→ What the task asks
Beginning with the first line of the data below, reproduce every line unchanged, ending with the line that holds "logging, DOM helpers.".

[Records drawn from a dataset]
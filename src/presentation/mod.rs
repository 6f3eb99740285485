//! Leptos components and the browser-side command executor.

pub mod heatmap_view;
pub mod stock_view;
pub mod time_window_select;
pub mod view_driver;

pub use heatmap_view::HeatmapView;
pub use stock_view::StockView;
pub use time_window_select::TimeWindowSelect;
pub use view_driver::{FetchFn, ViewDriver};
//! Browser-side adapters: HTTP transport, console logging, DOM helpers.

pub mod browser;
pub mod http;
pub mod services;

pub use http::DashboardHttpClient;
pub use services::{BrowserTimeProvider, ConsoleLogger};
//! Stock line chart geometry.

pub mod entities;
pub mod value_objects;

pub use entities::*;
pub use value_objects::*;
use crate::domain::market_data::TimeWindow;
use derive_more::Display;
use std::time::Duration;

/// Which dashboard view a piece of state belongs to
#[derive(Debug, Clone, Copy, PartialEq, Eq, Hash, Display)]
pub enum ViewKind {
    #[display(fmt = "stock")]
    Stock,
    #[display(fmt = "heatmap")]
    Heatmap,
}

impl ViewKind {
    /// API path serving this view's payload.
    pub fn endpoint(&self) -> &'static str {
        match self {
            ViewKind::Stock => "/stock-data",
            ViewKind::Heatmap => "/heatmap-data",
        }
    }
}

/// Per-view selected window, latest payload and loading flag.
#[derive(Debug, Clone, PartialEq)]
pub struct ViewState<T> {
    pub time_window: TimeWindow,
    pub data: Option<T>,
    pub loading: bool,
}

impl<T> ViewState<T> {
    pub fn new(time_window: TimeWindow) -> Self {
        Self { time_window, data: None, loading: false }
    }
}

impl<T> Default for ViewState<T> {
    fn default() -> Self {
        Self::new(TimeWindow::default())
    }
}

/// Periodic refresh while a view is mounted.
#[derive(Debug, Clone, Copy, PartialEq, Eq)]
pub struct RefreshPolicy {
    pub interval: Duration,
    /// Skip ticks while the document is hidden.
    pub pause_when_hidden: bool,
}

impl RefreshPolicy {
    pub const DEFAULT_INTERVAL: Duration = Duration::from_secs(60);

    pub fn every(interval: Duration) -> Self {
        Self { interval, pause_when_hidden: true }
    }

    pub fn always_poll(mut self) -> Self {
        self.pause_when_hidden = false;
        self
    }

}

impl Default for RefreshPolicy {
    fn default() -> Self {
        Self::every(Self::DEFAULT_INTERVAL)
    }
}

/// What to do with a response that settles after the view moved on.
#[derive(Debug, Clone, Copy, PartialEq, Eq, Default)]
pub enum StaleResultPolicy {
    /// Apply only results issued for the current window; later ones are dropped.
    #[default]
    CurrentWindowOnly,
    /// Whatever settles last is shown, regardless of which window it was issued for.
    LastSettledWins,
}
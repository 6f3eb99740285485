use strum::{EnumIter, IntoEnumIterator};

/// Client-side route. The active tab is always derived from it.
#[derive(Debug, Clone, Copy, PartialEq, Eq, Hash, Default, EnumIter)]
pub enum Route {
    #[default]
    Stock,
    Heatmap,
}

impl Route {
    pub fn path(&self) -> &'static str {
        match self {
            Route::Stock => "/",
            Route::Heatmap => "/heatmap",
        }
    }

    pub fn tab_label(&self) -> &'static str {
        match self {
            Route::Stock => "Stock Page",
            Route::Heatmap => "Heatmap Page",
        }
    }

    /// Resolve a location pathname. Trailing slashes are ignored; unknown paths yield `None`.
    pub fn from_path(path: &str) -> Option<Route> {
        let trimmed = path.trim_end_matches('/');
        match trimmed {
            "" => Some(Route::Stock),
            "/heatmap" => Some(Route::Heatmap),
            _ => None,
        }
    }

    /// Tabs in display order.
    pub fn tabs() -> impl Iterator<Item = Route> {
        Route::iter()
    }
}

#[cfg(test)]
mod tests {
    use super::*;

    #[test]
    fn every_route_round_trips_through_its_path() {
        for route in Route::tabs() {
            assert_eq!(Route::from_path(route.path()), Some(route));
        }
    }

    #[test]
    fn resolves_paths() {
        assert_eq!(Route::from_path(""), Some(Route::Stock));
        assert_eq!(Route::from_path("/heatmap/"), Some(Route::Heatmap));
        assert_eq!(Route::from_path("/settings"), None);
    }
}
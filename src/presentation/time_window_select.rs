use crate::domain::market_data::TimeWindow;
use leptos::*;

/// `<select>` over the fixed window options. Emits only parseable values.
#[component]
pub fn TimeWindowSelect(
    #[prop(into)] value: Signal<TimeWindow>,
    #[prop(into)] on_change: Callback<TimeWindow>,
) -> impl IntoView {
    view! {
        <label class="window-select">
            "Time Window: "
            <select
                prop:value=move || value.get().to_string()
                on:change=move |ev| {
                    if let Ok(window) = event_target_value(&ev).parse::<TimeWindow>() {
                        on_change.call(window);
                    }
                }
            >
                {TimeWindow::options()
                    .map(|window| {
                        view! {
                            <option value=window.to_string() selected=move || value.get() == window>
                                {window.label()}
                            </option>
                        }
                    })
                    .collect_view()}
            </select>
        </label>
    }
}
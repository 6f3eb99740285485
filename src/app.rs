use leptos::*;

use crate::{
    domain::{logging::LogComponent, navigation::Route},
    event_utils::on_history_change,
    infrastructure::browser::{current_path, push_path},
    log_info, log_warn,
    presentation::{HeatmapView, StockView},
};

/// 🦀 Dashboard shell: tab bar plus the view for the current path
#[component]
pub fn App() -> impl IntoView {
    let path = create_rw_signal(current_path());

    // back/forward
    let listener = on_history_change(move || path.set(current_path()));
    on_cleanup(move || drop(listener));

    // Single source of truth for the highlighted tab.
    let route = create_memo(move |_| path.with(|p| Route::from_path(p)));

    let navigate = move |target: Route| {
        if route.get_untracked() == Some(target) {
            return;
        }
        if let Err(e) = push_path(target.path()) {
            log_warn!(LogComponent::Presentation("App"), "history.pushState failed: {:?}", e);
        }
        log_info!(LogComponent::Presentation("App"), "🧭 navigating to {}", target.path());
        path.set(target.path().to_string());
    };

    view! {
        <style>{STYLES}</style>
        <div class="dashboard-app">
            <nav class="tabs">
                {Route::tabs()
                    .map(move |tab| {
                        view! {
                            <button
                                class="tab"
                                class:active=move || route.get() == Some(tab)
                                on:click=move |_| navigate(tab)
                            >
                                {tab.tab_label()}
                            </button>
                        }
                    })
                    .collect_view()}
            </nav>
            <main>
                {move || match route.get() {
                    Some(Route::Stock) => view! { <StockView /> }.into_view(),
                    Some(Route::Heatmap) => view! { <HeatmapView /> }.into_view(),
                    None => view! { <p class="not-found">"Page not found"</p> }.into_view(),
                }}
            </main>
        </div>
    }
}

const STYLES: &str = r#"
.dashboard-app {
    font-family: -apple-system, BlinkMacSystemFont, 'Segoe UI', sans-serif;
    padding: 20px;
    color: #222;
}

.tabs {
    display: flex;
    gap: 4px;
    border-bottom: 2px solid #ddd;
    margin-bottom: 16px;
}

.tab {
    background: none;
    border: none;
    padding: 10px 18px;
    cursor: pointer;
    font-size: 15px;
    border-bottom: 2px solid transparent;
    margin-bottom: -2px;
}

.tab.active {
    border-bottom-color: #8884d8;
    font-weight: 600;
}

.window-select select {
    margin-left: 6px;
    padding: 4px;
}

.loading, .empty, .not-found {
    padding: 40px;
    text-align: center;
    color: #666;
}

.legend {
    display: flex;
    gap: 16px;
    font-size: 13px;
}

.price-point {
    fill: transparent;
    stroke: none;
}

.price-point:hover {
    fill: #8884d8;
}

.heatmap {
    border-collapse: collapse;
    margin-top: 12px;
}

.heatmap-cell {
    width: 56px;
    height: 40px;
    text-align: center;
    font-size: 12px;
    border: 1px solid #eee;
}

.heatmap-label {
    padding: 4px 8px;
    font-size: 12px;
    font-weight: 500;
}
"#;
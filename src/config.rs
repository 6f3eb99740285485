use crate::domain::{
    logging::LogLevel,
    market_data::TimeWindow,
    view_state::{RefreshPolicy, StaleResultPolicy},
};
use once_cell::sync::OnceCell;

/// Compiled-in API location
pub const DEFAULT_API_BASE_URL: &str = "http://your-api-server.com";

/// Startup configuration. Read-only once installed.
#[derive(Debug, Clone, PartialEq)]
pub struct DashboardConfig {
    pub api_base_url: String,
    pub default_window: TimeWindow,
    pub stock_refresh: Option<RefreshPolicy>,
    pub heatmap_refresh: Option<RefreshPolicy>,
    pub stale_results: StaleResultPolicy,
    pub log_level: LogLevel,
}

impl Default for DashboardConfig {
    fn default() -> Self {
        Self {
            api_base_url: DEFAULT_API_BASE_URL.to_string(),
            default_window: TimeWindow::default(),
            stock_refresh: Some(RefreshPolicy::default()),
            heatmap_refresh: None,
            stale_results: StaleResultPolicy::default(),
            log_level: LogLevel::build_default(),
        }
    }
}

static CONFIG: OnceCell<DashboardConfig> = OnceCell::new();

/// Install the process-wide configuration. Returns `false` if one was already set.
pub fn init_config(config: DashboardConfig) -> bool {
    CONFIG.set(config).is_ok()
}

pub fn config() -> &'static DashboardConfig {
    CONFIG.get_or_init(DashboardConfig::default)
}

#[cfg(test)]
mod tests {
    use super::*;

    #[test]
    fn defaults_match_the_dashboard_contract() {
        let config = DashboardConfig::default();
        assert_eq!(config.api_base_url, DEFAULT_API_BASE_URL);
        assert_eq!(config.default_window, TimeWindow::FifteenMinutes);
        assert_eq!(config.stock_refresh.map(|p| p.interval), Some(RefreshPolicy::DEFAULT_INTERVAL));
        assert!(config.heatmap_refresh.is_none());
        assert_eq!(config.stale_results, StaleResultPolicy::CurrentWindowOnly);
    }

    #[test]
    fn config_is_installed_once() {
        let first = config().clone();
        assert!(!init_config(DashboardConfig { log_level: LogLevel::Error, ..DashboardConfig::default() }));
        assert_eq!(config(), &first);
    }
}
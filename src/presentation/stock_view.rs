use super::time_window_select::TimeWindowSelect;
use super::view_driver::{FetchFn, ViewDriver};
use crate::application::view_controller::ViewController;
use crate::config::config;
use crate::domain::{
    chart::{AVERAGE_STROKE, LineChart, PRICE_STROKE},
    logging::LogComponent,
    market_data::{StockSeries, TimeWindow, services::SeriesAnalysisService},
    repositories::DashboardRepository,
    view_state::ViewKind,
};
use crate::infrastructure::http::DashboardHttpClient;
use crate::log_debug;
use futures::FutureExt;
use leptos::*;
use std::rc::Rc;

const CHART_WIDTH: f64 = 800.0;
const CHART_HEIGHT: f64 = 400.0;

/// 📈 Price line with the average overlay, refreshed on the configured interval
#[component]
pub fn StockView() -> impl IntoView {
    let settings = config();
    let controller = create_rw_signal(
        ViewController::<StockSeries>::new(ViewKind::Stock, settings.default_window)
            .with_refresh(settings.stock_refresh)
            .with_stale_results(settings.stale_results),
    );

    let client = DashboardHttpClient::from_config(settings);
    let fetch: FetchFn<StockSeries> = Rc::new(move |window| {
        let client = client.clone();
        async move { client.stock_series(window).await }.boxed_local()
    });

    let driver = ViewDriver::new(controller, fetch);
    driver.mount();
    on_cleanup({
        let driver = Rc::clone(&driver);
        move || driver.unmount()
    });

    // Series identity is the Arc, so the average only recomputes on a new payload.
    let series = create_memo(move |_| controller.with(|c| c.data().cloned()));
    let average = create_memo(move |_| {
        series.with(|s| SeriesAnalysisService::new().average_price(s.as_ref().map(StockSeries::samples)))
    });
    let chart = create_memo(move |_| {
        let average = average.get();
        series.with(|s| {
            s.as_ref()
                .and_then(|s| LineChart::build(s.samples(), average, CHART_WIDTH, CHART_HEIGHT))
        })
    });
    create_effect(move |_| {
        log_debug!(LogComponent::Presentation("StockView"), "📊 average price {:.4}", average.get());
    });

    let window = Signal::derive(move || controller.with(|c| c.time_window()));
    let loading = Signal::derive(move || controller.with(|c| c.is_loading()));
    let on_change = Callback::new(move |w: TimeWindow| driver.select_window(w));

    view! {
        <section class="stock-view">
            <h2>"Stock Prices"</h2>
            <TimeWindowSelect value=window on_change=on_change />
            <Show
                when=move || !loading.get()
                fallback=|| view! { <div class="loading">"Loading..."</div> }
            >
                {move || match chart.get() {
                    Some(chart) => view! { <PriceChart chart=chart /> }.into_view(),
                    None => view! { <p class="empty">"No data available"</p> }.into_view(),
                }}
            </Show>
        </section>
    }
}

#[component]
fn PriceChart(chart: LineChart) -> impl IntoView {
    let ((x1, y1), (x2, y2)) = chart.average_segment();
    let points = chart.price_polyline();
    let plot_bottom = chart.viewport.plot_height();
    let left = chart.viewport.left_gutter;
    let average_label = format!("Average: {:.2}", chart.average);

    view! {
        <svg
            class="price-chart"
            width=chart.viewport.width
            height=chart.viewport.height
            viewBox=format!("0 0 {} {}", chart.viewport.width, chart.viewport.height)
        >
            {chart
                .grid_rows()
                .map(|((x1, y1), (x2, y2))| {
                    view! {
                        <line x1=x1 y1=y1 x2=x2 y2=y2 stroke="#eee" stroke-dasharray="3 3" />
                    }
                })
                .collect_view()}
            <line x1=left y1=0 x2=left y2=plot_bottom stroke="#ccc" />
            <line x1=left y1=plot_bottom x2=chart.viewport.width y2=plot_bottom stroke="#ccc" />
            {chart
                .y_ticks
                .iter()
                .map(|tick| {
                    view! {
                        <text x={left - 6.0} y=tick.position text-anchor="end" font-size="11">
                            {tick.label.clone()}
                        </text>
                    }
                })
                .collect_view()}
            {chart
                .x_ticks
                .iter()
                .map(|tick| {
                    view! {
                        <text x=tick.position y={plot_bottom + 18.0} text-anchor="middle" font-size="11">
                            {tick.label.clone()}
                        </text>
                    }
                })
                .collect_view()}
            <polyline points=points fill="none" stroke=PRICE_STROKE stroke-width="2" />
            <line
                x1=x1
                y1=y1
                x2=x2
                y2=y2
                stroke=AVERAGE_STROKE
                stroke-width="2"
                stroke-dasharray="6 4"
            />
            {chart
                .price_points
                .iter()
                .zip(&chart.point_labels)
                .map(|(&(x, y), label)| {
                    view! {
                        <circle class="price-point" cx=x cy=y r="4">
                            <title>{label.clone()}</title>
                        </circle>
                    }
                })
                .collect_view()}
        </svg>
        <div class="legend">
            <span style=format!("color: {}", PRICE_STROKE)>"■ Price"</span>
            <span style=format!("color: {}", AVERAGE_STROKE)>{format!("■ {}", average_label)}</span>
        </div>
    }
}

→ Output of the exercise
filename src/presentation/mod.rs
repository 6f3eb99740285485
//! Leptos components and the browser-side command executor.

pub mod heatmap_view;
pub mod stock_view;
pub mod time_window_select;
pub mod view_driver;

pub use heatmap_view::HeatmapView;
pub use stock_view::StockView;
pub use time_window_select::TimeWindowSelect;
pub use view_driver::{FetchFn, ViewDriver};
//! Browser-side adapters: HTTP transport, console logging, DOM helpers.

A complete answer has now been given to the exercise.